From the entries below, return exactly the lines beginning at the one that contains "Bidirectional LSTM Encoder" and ending at the one that contains "let chunks = gates.chunk(4, D::Minus1)?;", both of them included, and only those lines.

========================================================================

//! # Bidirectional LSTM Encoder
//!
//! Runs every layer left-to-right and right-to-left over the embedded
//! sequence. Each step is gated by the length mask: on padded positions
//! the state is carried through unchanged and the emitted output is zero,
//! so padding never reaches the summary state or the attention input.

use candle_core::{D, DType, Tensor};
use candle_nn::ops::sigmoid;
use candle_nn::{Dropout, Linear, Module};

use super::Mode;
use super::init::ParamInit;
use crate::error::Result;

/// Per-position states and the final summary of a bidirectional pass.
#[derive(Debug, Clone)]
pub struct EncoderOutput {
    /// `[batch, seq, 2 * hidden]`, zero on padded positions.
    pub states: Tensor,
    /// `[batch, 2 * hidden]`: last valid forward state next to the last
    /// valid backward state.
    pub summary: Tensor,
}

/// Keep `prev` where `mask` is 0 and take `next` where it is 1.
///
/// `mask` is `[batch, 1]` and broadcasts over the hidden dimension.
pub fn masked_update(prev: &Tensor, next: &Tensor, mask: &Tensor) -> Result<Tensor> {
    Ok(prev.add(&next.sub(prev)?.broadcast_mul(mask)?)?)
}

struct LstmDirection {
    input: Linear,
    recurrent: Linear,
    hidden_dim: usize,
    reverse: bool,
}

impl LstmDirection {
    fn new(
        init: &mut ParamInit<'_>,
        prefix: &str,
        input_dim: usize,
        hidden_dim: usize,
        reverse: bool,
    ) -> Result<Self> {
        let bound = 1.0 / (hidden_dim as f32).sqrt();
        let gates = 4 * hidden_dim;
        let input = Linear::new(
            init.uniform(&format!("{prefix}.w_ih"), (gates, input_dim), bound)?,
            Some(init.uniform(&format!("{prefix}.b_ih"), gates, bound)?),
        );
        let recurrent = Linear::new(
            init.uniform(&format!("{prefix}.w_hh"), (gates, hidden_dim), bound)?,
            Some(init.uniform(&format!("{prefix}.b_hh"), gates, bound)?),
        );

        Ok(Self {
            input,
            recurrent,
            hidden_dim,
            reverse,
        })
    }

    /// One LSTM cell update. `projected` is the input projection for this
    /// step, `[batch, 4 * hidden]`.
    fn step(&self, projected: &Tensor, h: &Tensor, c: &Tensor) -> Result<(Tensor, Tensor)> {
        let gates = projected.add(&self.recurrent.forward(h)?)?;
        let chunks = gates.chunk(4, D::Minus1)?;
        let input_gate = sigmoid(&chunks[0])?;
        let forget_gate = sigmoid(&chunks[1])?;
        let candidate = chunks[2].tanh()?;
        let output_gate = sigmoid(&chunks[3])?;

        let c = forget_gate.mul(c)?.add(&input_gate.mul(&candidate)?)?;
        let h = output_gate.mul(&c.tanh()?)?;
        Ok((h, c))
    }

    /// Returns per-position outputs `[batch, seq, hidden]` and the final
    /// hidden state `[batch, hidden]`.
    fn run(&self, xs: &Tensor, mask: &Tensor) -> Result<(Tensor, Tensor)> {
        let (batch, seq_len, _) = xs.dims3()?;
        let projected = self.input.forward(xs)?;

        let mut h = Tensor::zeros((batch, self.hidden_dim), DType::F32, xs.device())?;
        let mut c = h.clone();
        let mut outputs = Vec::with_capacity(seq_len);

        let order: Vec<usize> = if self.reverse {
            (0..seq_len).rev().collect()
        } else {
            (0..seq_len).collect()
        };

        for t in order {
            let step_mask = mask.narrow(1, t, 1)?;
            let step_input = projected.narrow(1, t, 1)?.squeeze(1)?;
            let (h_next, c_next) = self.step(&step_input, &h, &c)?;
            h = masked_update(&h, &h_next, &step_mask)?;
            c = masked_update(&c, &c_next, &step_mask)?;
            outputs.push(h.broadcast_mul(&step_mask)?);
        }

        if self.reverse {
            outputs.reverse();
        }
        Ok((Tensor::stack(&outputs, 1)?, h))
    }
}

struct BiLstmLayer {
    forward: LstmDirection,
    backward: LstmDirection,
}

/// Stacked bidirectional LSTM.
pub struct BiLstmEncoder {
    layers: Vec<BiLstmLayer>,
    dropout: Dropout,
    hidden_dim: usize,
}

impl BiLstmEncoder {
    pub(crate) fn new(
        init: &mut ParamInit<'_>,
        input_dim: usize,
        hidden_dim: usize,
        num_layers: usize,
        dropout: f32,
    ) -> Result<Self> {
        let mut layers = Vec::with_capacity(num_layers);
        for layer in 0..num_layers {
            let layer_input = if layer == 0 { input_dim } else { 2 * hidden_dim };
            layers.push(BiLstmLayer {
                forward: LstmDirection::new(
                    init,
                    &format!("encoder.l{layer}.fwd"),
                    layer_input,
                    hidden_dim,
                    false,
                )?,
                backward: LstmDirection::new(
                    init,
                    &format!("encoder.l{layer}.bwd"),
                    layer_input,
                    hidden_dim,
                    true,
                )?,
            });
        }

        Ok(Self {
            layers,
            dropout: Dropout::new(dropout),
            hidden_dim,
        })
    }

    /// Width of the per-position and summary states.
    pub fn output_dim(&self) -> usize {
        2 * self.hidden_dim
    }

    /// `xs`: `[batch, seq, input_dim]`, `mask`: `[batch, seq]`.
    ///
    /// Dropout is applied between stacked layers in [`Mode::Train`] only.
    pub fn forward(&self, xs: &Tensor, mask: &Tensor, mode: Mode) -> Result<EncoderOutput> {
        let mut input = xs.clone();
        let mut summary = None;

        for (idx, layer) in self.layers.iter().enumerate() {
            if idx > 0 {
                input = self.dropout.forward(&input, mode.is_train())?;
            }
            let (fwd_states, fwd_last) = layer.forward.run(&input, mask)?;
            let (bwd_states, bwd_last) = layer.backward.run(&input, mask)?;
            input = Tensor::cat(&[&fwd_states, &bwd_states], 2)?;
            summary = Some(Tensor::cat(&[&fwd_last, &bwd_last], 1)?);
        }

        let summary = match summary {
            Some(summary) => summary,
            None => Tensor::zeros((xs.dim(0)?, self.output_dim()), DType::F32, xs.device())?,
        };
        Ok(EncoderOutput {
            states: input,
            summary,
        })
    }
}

========================================================================

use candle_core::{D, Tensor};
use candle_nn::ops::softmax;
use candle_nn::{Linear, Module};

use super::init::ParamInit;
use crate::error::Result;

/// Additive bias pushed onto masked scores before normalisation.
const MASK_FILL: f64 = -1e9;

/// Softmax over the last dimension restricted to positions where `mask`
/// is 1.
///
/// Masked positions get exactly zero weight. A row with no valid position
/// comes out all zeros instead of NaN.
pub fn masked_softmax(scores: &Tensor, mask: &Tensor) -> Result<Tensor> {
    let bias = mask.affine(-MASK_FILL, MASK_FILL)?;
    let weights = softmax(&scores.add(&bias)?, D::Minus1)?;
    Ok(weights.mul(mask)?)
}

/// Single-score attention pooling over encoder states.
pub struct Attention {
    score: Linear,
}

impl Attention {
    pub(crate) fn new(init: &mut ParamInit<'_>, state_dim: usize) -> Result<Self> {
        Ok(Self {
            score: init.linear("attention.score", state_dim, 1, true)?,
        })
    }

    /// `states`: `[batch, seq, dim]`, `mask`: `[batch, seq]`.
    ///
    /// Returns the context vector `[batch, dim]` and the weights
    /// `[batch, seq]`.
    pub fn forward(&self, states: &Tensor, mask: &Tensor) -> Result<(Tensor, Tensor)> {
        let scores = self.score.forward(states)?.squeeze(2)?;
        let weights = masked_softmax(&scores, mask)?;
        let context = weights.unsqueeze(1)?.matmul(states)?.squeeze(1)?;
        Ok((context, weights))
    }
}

========================================================================

▶ **Answer space**
//! # Bidirectional LSTM Encoder
//!
//! Runs every layer left-to-right and right-to-left over the embedded
//! sequence. Each step is gated by the length mask: on padded positions
//! the state is carried through unchanged and the emitted output is zero,
//! so padding never reaches the summary state or the attention input.

use candle_core::{D, DType, Tensor};
use candle_nn::ops::sigmoid;
use candle_nn::{Dropout, Linear, Module};

use super::Mode;
use super::init::ParamInit;
use crate::error::Result;

/// Per-position states and the final summary of a bidirectional pass.
#[derive(Debug, Clone)]
pub struct EncoderOutput {
    /// `[batch, seq, 2 * hidden]`, zero on padded positions.
    pub states: Tensor,
    /// `[batch, 2 * hidden]`: last valid forward state next to the last
    /// valid backward state.
    pub summary: Tensor,
}

/// Keep `prev` where `mask` is 0 and take `next` where it is 1.
///
/// `mask` is `[batch, 1]` and broadcasts over the hidden dimension.
pub fn masked_update(prev: &Tensor, next: &Tensor, mask: &Tensor) -> Result<Tensor> {
    Ok(prev.add(&next.sub(prev)?.broadcast_mul(mask)?)?)
}

struct LstmDirection {
    input: Linear,
    recurrent: Linear,
    hidden_dim: usize,
    reverse: bool,
}

impl LstmDirection {
    fn new(
        init: &mut ParamInit<'_>,
        prefix: &str,
        input_dim: usize,
        hidden_dim: usize,
        reverse: bool,
    ) -> Result<Self> {
        let bound = 1.0 / (hidden_dim as f32).sqrt();
        let gates = 4 * hidden_dim;
        let input = Linear::new(
            init.uniform(&format!("{prefix}.w_ih"), (gates, input_dim), bound)?,
            Some(init.uniform(&format!("{prefix}.b_ih"), gates, bound)?),
        );
        let recurrent = Linear::new(
            init.uniform(&format!("{prefix}.w_hh"), (gates, hidden_dim), bound)?,
            Some(init.uniform(&format!("{prefix}.b_hh"), gates, bound)?),
        );

        Ok(Self {
            input,
            recurrent,
            hidden_dim,
            reverse,
        })
    }

    /// One LSTM cell update. `projected` is the input projection for this
    /// step, `[batch, 4 * hidden]`.
    fn step(&self, projected: &Tensor, h: &Tensor, c: &Tensor) -> Result<(Tensor, Tensor)> {
        let gates = projected.add(&self.recurrent.forward(h)?)?;
        let chunks = gates.chunk(4, D::Minus1)?;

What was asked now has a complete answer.